3.  Check out the equipment list at REI and think carefully about everything listed.  We did not take gaiters because we did not go early in the season when snow would be more likely, but you should decide if each item would be important for you to take.  It is comforting to look at this list from people who did the hike and know that you didn’t overlook anything.

4.  Get a scale and start weighing everything that goes into the pack.  When deciding between two similar items because you only need one, weighing them can be the deciding factor.  If you are training regularly as described in #1 and #2 above the genius of this will be self-evident because even 20 pounds is dang heavy!  Ounces become very important because ounces turn into pounds.

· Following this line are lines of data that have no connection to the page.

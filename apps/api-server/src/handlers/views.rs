//! Domain values rendered into wire types.

use inkwell_core::domain::{Comment, Post, User};
use inkwell_shared::dto::{ApiPost, CommentResponse, UserResponse};

pub fn api_post(post: &Post) -> ApiPost {
    ApiPost {
        id: post.id,
        title: post.title.clone(),
        content: post.content.clone(),
        date_posted: post.date_posted,
        user_id: post.author_id,
        image_file: post.image_file.clone(),
    }
}

pub fn api_posts(posts: &[Post]) -> Vec<ApiPost> {
    posts.iter().map(api_post).collect()
}

pub fn user_response(user: &User) -> UserResponse {
    UserResponse {
        id: user.id,
        username: user.username.clone(),
        email: user.email.clone(),
        image_file: user.image_file.clone(),
        about_me: user.about_me.clone(),
        last_seen: user.last_seen,
        role: user.role.to_string(),
    }
}

pub fn comment_response(comment: &Comment) -> CommentResponse {
    CommentResponse {
        id: comment.id,
        body: comment.body.clone(),
        timestamp: comment.timestamp,
        post_id: comment.post_id,
        user_id: comment.author_id,
    }
}
pub use sea_orm_migration::prelude::*;

mod m20240601_000001_create_site_tables;

pub struct Migrator;

#[async_trait::async_trait]
impl MigratorTrait for Migrator {
    fn migrations() -> Vec<Box<dyn MigrationTrait>> {
        vec![Box::new(m20240601_000001_create_site_tables::Migration)]
    }
}
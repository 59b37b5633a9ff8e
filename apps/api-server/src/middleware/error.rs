//! Error handling middleware - RFC 7807 compliant responses.

use actix_web::{HttpResponse, ResponseError, http::StatusCode};
use inkwell_core::DomainError;
use inkwell_shared::{ErrorResponse, FieldError};
use std::fmt;

/// Shown when a page needs a logged-in user.
pub const LOGIN_REQUIRED: &str = "Please log in to access this page.";

/// Application-level error type that converts to RFC 7807 responses.
#[derive(Debug)]
pub enum AppError {
    NotFound(String),
    BadRequest(String),
    Unauthorized(String),
    Forbidden,
    Conflict(String),
    Internal(String),
    Validation(Vec<FieldError>),
}

impl fmt::Display for AppError {
    fn fmt(&self, f: &mut fmt::Formatter<'_>) -> fmt::Result {
        match self {
            AppError::NotFound(msg) => write!(f, "Not found: {}", msg),
            AppError::BadRequest(msg) => write!(f, "Bad request: {}", msg),
            AppError::Unauthorized(msg) => write!(f, "Unauthorized: {}", msg),
            AppError::Forbidden => write!(f, "Forbidden"),
            AppError::Conflict(msg) => write!(f, "Conflict: {}", msg),
            AppError::Internal(msg) => write!(f, "Internal error: {}", msg),
            AppError::Validation(errors) => write!(f, "Validation errors: {:?}", errors),
        }
    }
}

impl ResponseError for AppError {
    fn status_code(&self) -> StatusCode {
        match self {
            AppError::NotFound(_) => StatusCode::NOT_FOUND,
            AppError::BadRequest(_) => StatusCode::BAD_REQUEST,
            AppError::Unauthorized(_) => StatusCode::UNAUTHORIZED,
            AppError::Forbidden => StatusCode::FORBIDDEN,
            AppError::Conflict(_) => StatusCode::CONFLICT,
            AppError::Internal(_) => StatusCode::INTERNAL_SERVER_ERROR,
            AppError::Validation(_) => StatusCode::UNPROCESSABLE_ENTITY,
        }
    }

    fn error_response(&self) -> HttpResponse {
        let error = match self {
            AppError::NotFound(detail) => ErrorResponse::not_found(detail),
            AppError::BadRequest(detail) => ErrorResponse::bad_request(detail),
            AppError::Unauthorized(detail) => ErrorResponse::unauthorized(detail),
            AppError::Forbidden => ErrorResponse::forbidden(),
            AppError::Conflict(detail) => ErrorResponse::conflict(detail),
            AppError::Internal(detail) => {
                tracing::error!("Internal error: {}", detail);
                ErrorResponse::internal_error()
            }
            AppError::Validation(errors) => ErrorResponse::unprocessable(errors.clone()),
        };

        HttpResponse::build(self.status_code()).json(error)
    }
}

impl From<DomainError> for AppError {
    fn from(err: DomainError) -> Self {
        match err {
            DomainError::NotFound { entity_type, id } => {
                AppError::NotFound(format!("{} with id {} not found", entity_type, id))
            }
            DomainError::Validation(msg) => AppError::BadRequest(msg),
            DomainError::DuplicateUsername | DomainError::DuplicateEmail => {
                AppError::Conflict(err.to_string())
            }
            DomainError::InvalidCredentials => AppError::Unauthorized(err.to_string()),
            DomainError::WrongOldPassword => AppError::BadRequest(err.to_string()),
            DomainError::Unauthenticated => AppError::Unauthorized(LOGIN_REQUIRED.to_string()),
            DomainError::Forbidden => AppError::Forbidden,
            DomainError::Internal(msg) => AppError::Internal(msg),
        }
    }
}

impl From<validator::ValidationErrors> for AppError {
    fn from(errors: validator::ValidationErrors) -> Self {
        let mut fields: Vec<FieldError> = errors
            .field_errors()
            .into_iter()
            .flat_map(|(field, failures)| {
                failures.iter().map(move |failure| FieldError {
                    field: field.to_string(),
                    message: failure
                        .message
                        .as_ref()
                        .map(|m| m.to_string())
                        .unwrap_or_else(|| failure.code.to_string()),
                })
            })
            .collect();
        fields.sort_by(|a, b| a.field.cmp(&b.field));
        AppError::Validation(fields)
    }
}

/// Result type alias for handlers.
pub type AppResult<T> = Result<T, AppError>;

5.  Realize that no matter what time of year you are going you must be prepared for emergencies.  Weather in mountains is often unpredictable and severe.  Cuts, scrapes, blisters and hurt joints can happen.  You will carry items for these possibilities even though you may not use them.  We didn’t use our rain gear at all.  Seeing a day-long downpour in the mountains, however, I’m glad we had it along in case we were up high and needed to hike to get in.  I threw in a cheap dollar-store knee brace as a last thought, however, and this item proved indispensable to my husband when he hurt his knee.  Prepare a small first aid kit and make sure that gets packed to come along.

6.  Memory foam.  Get a few small hunks (buy a cheap pillow and cut it up) and bring along.  Tucking these under your backpack straps can be a shoulder-saver!  I brought 4 hunks and the extra 2 went to a hiking mate who was eternally grateful!

7.  Get trekking poles, a set of 2.  Figure out how you will get them there.  When we went they were not allowed in carry on luggage.  So we got a bag long enough for them (even collapsed they were pretty long) and checked that one bag.  In Chamonix we left that bag at the first hotel and retrieved it right before leaving when we checked it again to get the poles home.  Hotels there are very used to this and have a place to store bags.  Go on the airline website to find out the current rules for items such as this.  That multi-tool you want to bring along probably isn’t allowed to be carried on either.  And if you buy any of the wonderful Opinel knives in Chamonix to bring home (great gifts) you will have to check them also.

8.  Consider your camera.  How important is photography to you?  If at all important, don’t rely on the camera in your phone.  This is some of the most beautiful scenery you will ever see.   My best camera which I would have loved to bring along is pretty bulky and weighed in at a whopping 2.5 pounds.  This was just unacceptable, but I didn’t want a tiny point-and-shoot either.  So I decided to invest in one of the more compact SLR-types, going with a Sony.  It saved me 1 whole pound and a lot of bulk.  I considered this well-worth the cost especially since this camera is now always my travel camera.

9.  Take time to pack everything in your backpack before you go.  How will you arrange it?  Once you have everything spend some time working out how to use the bag efficiently.  Put items used daily on top where they can be easily retrieved.  Plan to keep things used hourly on the outside of the bag.  My camera bag attached at my hip belt because it was out so frequently that made the most sense.  Find a good place for the guidebook and maps because you will want to refer to these often.  Temperatures and wind conditions change quickly in the mountains so having places to stow and retrieve jackets and fleece is something to plan for also.  It’s nice if you don’t have to actually take off the pack and open up the main compartment every time you want your jacket.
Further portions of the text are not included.